In the past two years the U.S. Justice Department, the Federal Trade Commission, the Patent and Trademark Office, and a White House task force have all launched studies of the growing NPE phenomenon. There are three important NPE-related cases awaiting argument before the U.S. Supreme Court this term and five major NPE-related bills pending in Congress. In January, President Barack Obama even trumpeted the need for patent reform to curb "needless litigation" -- a veiled reference to trolls -- in the State of the Union address.
The numbers generating all the attention are stark. AT&T is no anomaly. Google was hit with 43 NPE suits last year; Verizon, 42; Apple, 41; Samsung and Amazon, 39 each; Dell and Sony, 34 each; Huawei, 32; BlackBerry, 31. Every brand on this unenviable top 10 list was sued by an NPE at least once every 12 days.

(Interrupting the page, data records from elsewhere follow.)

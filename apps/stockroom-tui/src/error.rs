//! # Notices
//!
//! What the user sees when an action finishes or fails.
//!
//! ## Error Handling Strategy
//! ```text
//! ┌─────────────────────────────────────────────────────────────────────────┐
//! │                    Error Flow to the Screen                             │
//! │                                                                         │
//! │  CoreError (stockroom-core) ────────┐                                  │
//! │                                     ├──► Notice ──► modal dialog       │
//! │  DbError (stockroom-db) ────────────┘                                  │
//! │                                                                         │
//! │  Success confirmations are Notices too (NoticeKind::Info).             │
//! └─────────────────────────────────────────────────────────────────────────┘
//! ```
//!
//! A notice blocks other input until the user dismisses it.

use stockroom_core::{CoreError, ValidationError};
use stockroom_db::DbError;
use thiserror::Error;

/// Whether a notice confirms something or reports a failure.
#[derive(Debug, Clone, Copy, PartialEq, Eq)]
pub enum NoticeKind {
    /// Success confirmation.
    Info,
    /// Failure report.
    Error,
}

/// A modal notification.
#[derive(Debug, Clone, PartialEq, Eq, Error)]
#[error("{title}: {message}")]
pub struct Notice {
    pub kind: NoticeKind,
    pub title: String,
    pub message: String,
}

impl Notice {
    /// Creates a success notice.
    pub fn info(title: impl Into<String>, message: impl Into<String>) -> Self {
        Notice {
            kind: NoticeKind::Info,
            title: title.into(),
            message: message.into(),
        }
    }

    /// Creates an error notice.
    pub fn error(title: impl Into<String>, message: impl Into<String>) -> Self {
        Notice {
            kind: NoticeKind::Error,
            title: title.into(),
            message: message.into(),
        }
    }

    /// True for failure notices.
    pub fn is_error(&self) -> bool {
        self.kind == NoticeKind::Error
    }
}

/// Converts database errors to notices.
impl From<DbError> for Notice {
    fn from(err: DbError) -> Self {
        const TITLE: &str = "Database error";

        match err {
            DbError::NotFound { entity, id } => {
                Notice::error(TITLE, format!("{} not found: {}", entity, id))
            }
            DbError::ConnectionFailed(e) => {
                tracing::error!("Database connection failed: {}", e);
                Notice::error(TITLE, format!("Database connection failed: {}", e))
            }
            DbError::SchemaFailed(e) => {
                tracing::error!("Schema setup failed: {}", e);
                Notice::error(TITLE, format!("Could not create the products table: {}", e))
            }
            DbError::QueryFailed(e) => {
                tracing::error!("Database query failed: {}", e);
                Notice::error(TITLE, e)
            }
            DbError::PoolExhausted => Notice::error(TITLE, "The database is busy"),
            DbError::Internal(e) => {
                tracing::error!("Internal database error: {}", e);
                Notice::error(TITLE, e)
            }
        }
    }
}

/// Converts domain errors to notices.
impl From<CoreError> for Notice {
    fn from(err: CoreError) -> Self {
        match err {
            CoreError::Validation(e) => e.into(),
        }
    }
}

/// Converts input validation errors to notices.
impl From<ValidationError> for Notice {
    fn from(err: ValidationError) -> Self {
        tracing::warn!(error = %err, "Rejected form input");
        Notice::error("Invalid input", err.to_string())
    }
}

#[cfg(test)]
mod tests {
    use super::*;

    #[test]
    fn test_db_error_becomes_error_notice() {
        let notice = Notice::from(DbError::QueryFailed("no such table: products".to_string()));

        assert!(notice.is_error());
        assert_eq!(notice.title, "Database error");
        assert_eq!(notice.message, "no such table: products");
    }

    #[test]
    fn test_validation_error_becomes_error_notice() {
        let notice = Notice::from(ValidationError::invalid_number("Price", "a number", "abc"));

        assert!(notice.is_error());
        assert_eq!(notice.title, "Invalid input");
        assert_eq!(notice.message, "Price must be a number, got 'abc'");
    }

    #[test]
    fn test_core_error_becomes_error_notice() {
        let notice = Notice::from(CoreError::from(ValidationError::required("Stock")));

        assert!(notice.is_error());
        assert_eq!(notice.title, "Invalid input");
        assert_eq!(notice.message, "Stock is required");
    }

    #[test]
    fn test_display() {
        let notice = Notice::info("Success", "Product added successfully");

        assert!(!notice.is_error());
        assert_eq!(notice.to_string(), "Success: Product added successfully");
    }
}
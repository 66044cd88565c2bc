//! Key handling for the terminal front-end
//!
//! Key presses become [`Action`]s here; the [`Controller`](crate::controller::Controller)
//! applies them. Mapping is pure so it can be tested without a terminal.

use std::time::Duration;

use crossterm::event::{self, Event, KeyCode, KeyEvent, KeyModifiers};

use crate::state::{Button, Edit, Focus, FormField, ViewModel};

/// Something the user asked for.
#[derive(Debug, Clone, Copy, PartialEq, Eq)]
pub enum Action {
    /// Run a button's handler
    Press(Button),
    /// Move the table selection down
    SelectNext,
    /// Move the table selection up
    SelectPrev,
    FocusNext,
    FocusPrev,
    /// Edit a form field
    Edit(FormField, Edit),
    /// Highlight the next button
    ButtonNext,
    /// Highlight the previous button
    ButtonPrev,
    DismissNotice,
    Quit,
    /// Key has no binding
    None,
}

/// Poll for events with timeout
pub fn poll_event(timeout: Duration) -> std::io::Result<Option<Event>> {
    if event::poll(timeout)? {
        Ok(Some(event::read()?))
    } else {
        Ok(None)
    }
}

/// Map a key event to an action
pub fn map_key(view: &ViewModel, key: KeyEvent) -> Action {
    // Global quit shortcuts (Ctrl+C, Ctrl+Q)
    if key.modifiers.contains(KeyModifiers::CONTROL) {
        if let KeyCode::Char('c') | KeyCode::Char('q') = key.code {
            return Action::Quit;
        }
    }

    // Any key closes an open notice
    if view.notice.is_some() {
        return Action::DismissNotice;
    }

    match key.code {
        KeyCode::Esc => return Action::Quit,
        KeyCode::Tab => return Action::FocusNext,
        KeyCode::BackTab => return Action::FocusPrev,
        KeyCode::F(n) => {
            return Button::from_shortcut(n)
                .map(Action::Press)
                .unwrap_or(Action::None)
        }
        _ => {}
    }

    match view.focus {
        Focus::Table => map_table_key(key),
        Focus::Field(field) => map_field_key(field, key),
        Focus::Buttons => map_button_key(view.button, key),
    }
}

fn map_table_key(key: KeyEvent) -> Action {
    match key.code {
        KeyCode::Char('q') => Action::Quit,
        KeyCode::Down | KeyCode::Char('j') => Action::SelectNext,
        KeyCode::Up | KeyCode::Char('k') => Action::SelectPrev,
        _ => Action::None,
    }
}

fn map_field_key(field: FormField, key: KeyEvent) -> Action {
    let edit = match key.code {
        KeyCode::Char(c) if !key.modifiers.contains(KeyModifiers::CONTROL) => Edit::Insert(c),
        KeyCode::Backspace => Edit::Backspace,
        KeyCode::Delete => Edit::Delete,
        KeyCode::Left => Edit::Left,
        KeyCode::Right => Edit::Right,
        KeyCode::Home => Edit::Home,
        KeyCode::End => Edit::End,
        KeyCode::Enter | KeyCode::Down => return Action::FocusNext,
        KeyCode::Up => return Action::FocusPrev,
        _ => return Action::None,
    };
    Action::Edit(field, edit)
}

fn map_button_key(selected: Button, key: KeyEvent) -> Action {
    match key.code {
        KeyCode::Left => Action::ButtonPrev,
        KeyCode::Right => Action::ButtonNext,
        KeyCode::Enter | KeyCode::Char(' ') => Action::Press(selected),
        _ => Action::None,
    }
}

#[cfg(test)]
mod tests {
    use super::*;
    use crate::error::Notice;

    fn key(code: KeyCode) -> KeyEvent {
        KeyEvent::new(code, KeyModifiers::NONE)
    }

    fn view_with_focus(focus: Focus) -> ViewModel {
        ViewModel {
            focus,
            ..ViewModel::new()
        }
    }

    #[test]
    fn test_quit_keys() {
        let table = view_with_focus(Focus::Table);
        let field = view_with_focus(Focus::Field(FormField::Name));

        assert_eq!(map_key(&table, key(KeyCode::Char('q'))), Action::Quit);
        assert_eq!(map_key(&table, key(KeyCode::Esc)), Action::Quit);
        assert_eq!(
            map_key(&field, KeyEvent::new(KeyCode::Char('c'), KeyModifiers::CONTROL)),
            Action::Quit
        );
        // 'q' is text while a field has focus
        assert_eq!(
            map_key(&field, key(KeyCode::Char('q'))),
            Action::Edit(FormField::Name, Edit::Insert('q'))
        );
    }

    #[test]
    fn test_notice_swallows_keys() {
        let mut view = view_with_focus(Focus::Table);
        view.show_notice(Notice::info("Success", "done"));

        assert_eq!(map_key(&view, key(KeyCode::Char('q'))), Action::DismissNotice);
        assert_eq!(map_key(&view, key(KeyCode::F(2))), Action::DismissNotice);
        assert_eq!(map_key(&view, key(KeyCode::Esc)), Action::DismissNotice);
    }

    #[test]
    fn test_function_key_shortcuts() {
        let view = view_with_focus(Focus::Field(FormField::Price));

        assert_eq!(map_key(&view, key(KeyCode::F(2))), Action::Press(Button::Add));
        assert_eq!(map_key(&view, key(KeyCode::F(3))), Action::Press(Button::Delete));
        assert_eq!(map_key(&view, key(KeyCode::F(4))), Action::Press(Button::Update));
        assert_eq!(map_key(&view, key(KeyCode::F(5))), Action::Press(Button::Search));
        assert_eq!(map_key(&view, key(KeyCode::F(6))), Action::Press(Button::ShowAll));
        assert_eq!(map_key(&view, key(KeyCode::F(1))), Action::None);
    }

    #[test]
    fn test_focus_and_navigation() {
        let table = view_with_focus(Focus::Table);
        assert_eq!(map_key(&table, key(KeyCode::Tab)), Action::FocusNext);
        assert_eq!(map_key(&table, key(KeyCode::BackTab)), Action::FocusPrev);
        assert_eq!(map_key(&table, key(KeyCode::Down)), Action::SelectNext);
        assert_eq!(map_key(&table, key(KeyCode::Up)), Action::SelectPrev);

        let field = view_with_focus(Focus::Field(FormField::Stock));
        assert_eq!(
            map_key(&field, key(KeyCode::Backspace)),
            Action::Edit(FormField::Stock, Edit::Backspace)
        );
        assert_eq!(map_key(&field, key(KeyCode::Enter)), Action::FocusNext);
    }

    #[test]
    fn test_button_bar() {
        let mut view = view_with_focus(Focus::Buttons);
        view.button = Button::Update;

        assert_eq!(map_key(&view, key(KeyCode::Left)), Action::ButtonPrev);
        assert_eq!(map_key(&view, key(KeyCode::Right)), Action::ButtonNext);
        assert_eq!(map_key(&view, key(KeyCode::Enter)), Action::Press(Button::Update));
    }
}
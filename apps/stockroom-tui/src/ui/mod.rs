pub mod button_bar;
pub mod dialog;
pub mod form_panel;
pub mod layout;
pub mod product_table;
pub mod status_bar;
pub mod title_bar;

use ratatui::Frame;

use crate::state::ViewModel;

/// Render the whole screen from the view-model
pub fn render(f: &mut Frame, view: &ViewModel, title: &str) {
    let areas = layout::Layout::main(f.area());

    title_bar::render(f, areas.title, title);
    product_table::render(f, areas.table, view);
    form_panel::render(f, areas.form, view);
    button_bar::render(f, areas.buttons, view);
    status_bar::render(f, areas.status, view);

    // Notice goes last so it sits on top
    if let Some(ref notice) = view.notice {
        dialog::render(f, f.area(), notice);
    }
}

#[cfg(test)]
mod tests {
    use super::*;
    use crate::error::Notice;
    use ratatui::{backend::TestBackend, Terminal};
    use stockroom_core::Product;

    fn draw(view: &ViewModel) -> String {
        let mut terminal = Terminal::new(TestBackend::new(80, 24)).unwrap();
        terminal
            .draw(|f| render(f, view, "Product Management"))
            .unwrap();

        let buffer = terminal.backend().buffer();
        let mut text = String::new();
        for y in 0..buffer.area.height {
            for x in 0..buffer.area.width {
                text.push_str(buffer[(x, y)].symbol());
            }
            text.push('\n');
        }
        text
    }

    fn view_with_widget() -> ViewModel {
        let mut view = ViewModel::new();
        view.table.replace(vec![Product {
            id: 1,
            name: "Widget".to_string(),
            price: 9.99,
            stock: 5,
        }]);
        view
    }

    #[test]
    fn test_renders_table_form_and_buttons() {
        let screen = draw(&view_with_widget());

        assert!(screen.contains("Product Management"));
        for header in product_table::HEADERS {
            assert!(screen.contains(header), "missing header {header}");
        }
        assert!(screen.contains("Widget"));
        assert!(screen.contains("9.99"));
        assert!(screen.contains("Price:"));
        assert!(screen.contains("Stock:"));
        assert!(screen.contains("[ Show All ]"));
    }

    #[test]
    fn test_renders_notice() {
        let mut view = view_with_widget();
        view.show_notice(Notice::error("Error", "Please enter a search term"));

        let screen = draw(&view);

        assert!(screen.contains("Please enter a search term"));
        assert!(screen.contains("press any key"));
    }
}
//! # stockroom-core: Domain Types for Stockroom
//!
//! The single managed entity ([`Product`]) and the rules for turning raw
//! form text into values the database layer accepts.
//!
//! ## Architecture Position
//! ```text
//! ┌─────────────────────────────────────────────────────────────────────────┐
//! │                        Stockroom Architecture                           │
//! │                                                                         │
//! │  ┌─────────────────────────────────────────────────────────────────┐   │
//! │  │                 stockroom-tui (terminal front-end)              │   │
//! │  │      Table ──► Form fields ──► Buttons ──► Notices              │   │
//! │  └─────────────────────────────┬───────────────────────────────────┘   │
//! │                                │                                        │
//! │  ┌─────────────────────────────▼───────────────────────────────────┐   │
//! │  │             ★ stockroom-core (THIS CRATE) ★                     │   │
//! │  │                                                                 │   │
//! │  │   ┌───────────────┐  ┌───────────────┐  ┌───────────────┐      │   │
//! │  │   │    types      │  │  validation   │  │    error      │      │   │
//! │  │   │ Product       │  │ parse_price   │  │ Validation    │      │   │
//! │  │   │ ProductDraft  │  │ parse_stock   │  │               │      │   │
//! │  │   └───────────────┘  └───────────────┘  └───────────────┘      │   │
//! │  │                                                                 │   │
//! │  │   NO I/O • NO DATABASE • PURE FUNCTIONS                        │   │
//! │  └─────────────────────────────────────────────────────────────────┘   │
//! │                                │                                        │
//! │  ┌─────────────────────────────▼───────────────────────────────────┐   │
//! │  │                 stockroom-db (Storage Accessor)                 │   │
//! │  │                 SQLite file, one `products` table               │   │
//! │  └─────────────────────────────────────────────────────────────────┘   │
//! └─────────────────────────────────────────────────────────────────────────┘
//! ```
//!
//! ## Modules
//!
//! - [`types`] - `Product` and `ProductDraft`
//! - [`error`] - `CoreError` and `ValidationError`
//! - [`validation`] - Form-input parsing
//!
//! ## Example Usage
//!
//! ```rust
//! use stockroom_core::validation::parse_draft;
//!
//! let draft = parse_draft("Widget", "9.99", "5").unwrap();
//! assert_eq!(draft.name, "Widget");
//! assert_eq!(draft.stock, 5);
//!
//! assert!(parse_draft("Widget", "nine", "5").is_err());
//! ```

// =============================================================================
// Module Declarations
// =============================================================================

pub mod error;
pub mod types;
pub mod validation;

// =============================================================================
// Re-exports for Convenience
// =============================================================================

pub use error::{CoreError, CoreResult, ValidationError};
pub use types::*;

NPEs sued more than 4,800 defendants last year, or -- if one counts repeatedly sued defendants only once -- more than 2,600 different companies. Last year they brought nearly six times as many lawsuits as they did in 2008, against 60% more companies, and thereby accounted for 67% of all patent suits filed -- up from about 26% six years earlier.
At the same time, NPEs have their champions. They argue that giant tech corporations routinely pilfer innovations dreamed up by independent inventors and that NPEs simply give these powerless individuals the financial support and litigation muscle they need to vindicate their rights. NPEs therefore serve not only small inventors, the argument continues, but also society at large by preserving the incentive systems that our Founding Fathers wrote into the Constitution to ensure that the Thomas Edisons of the world would be motivated to provide the rest of us with the maximum possible benefit from their genius.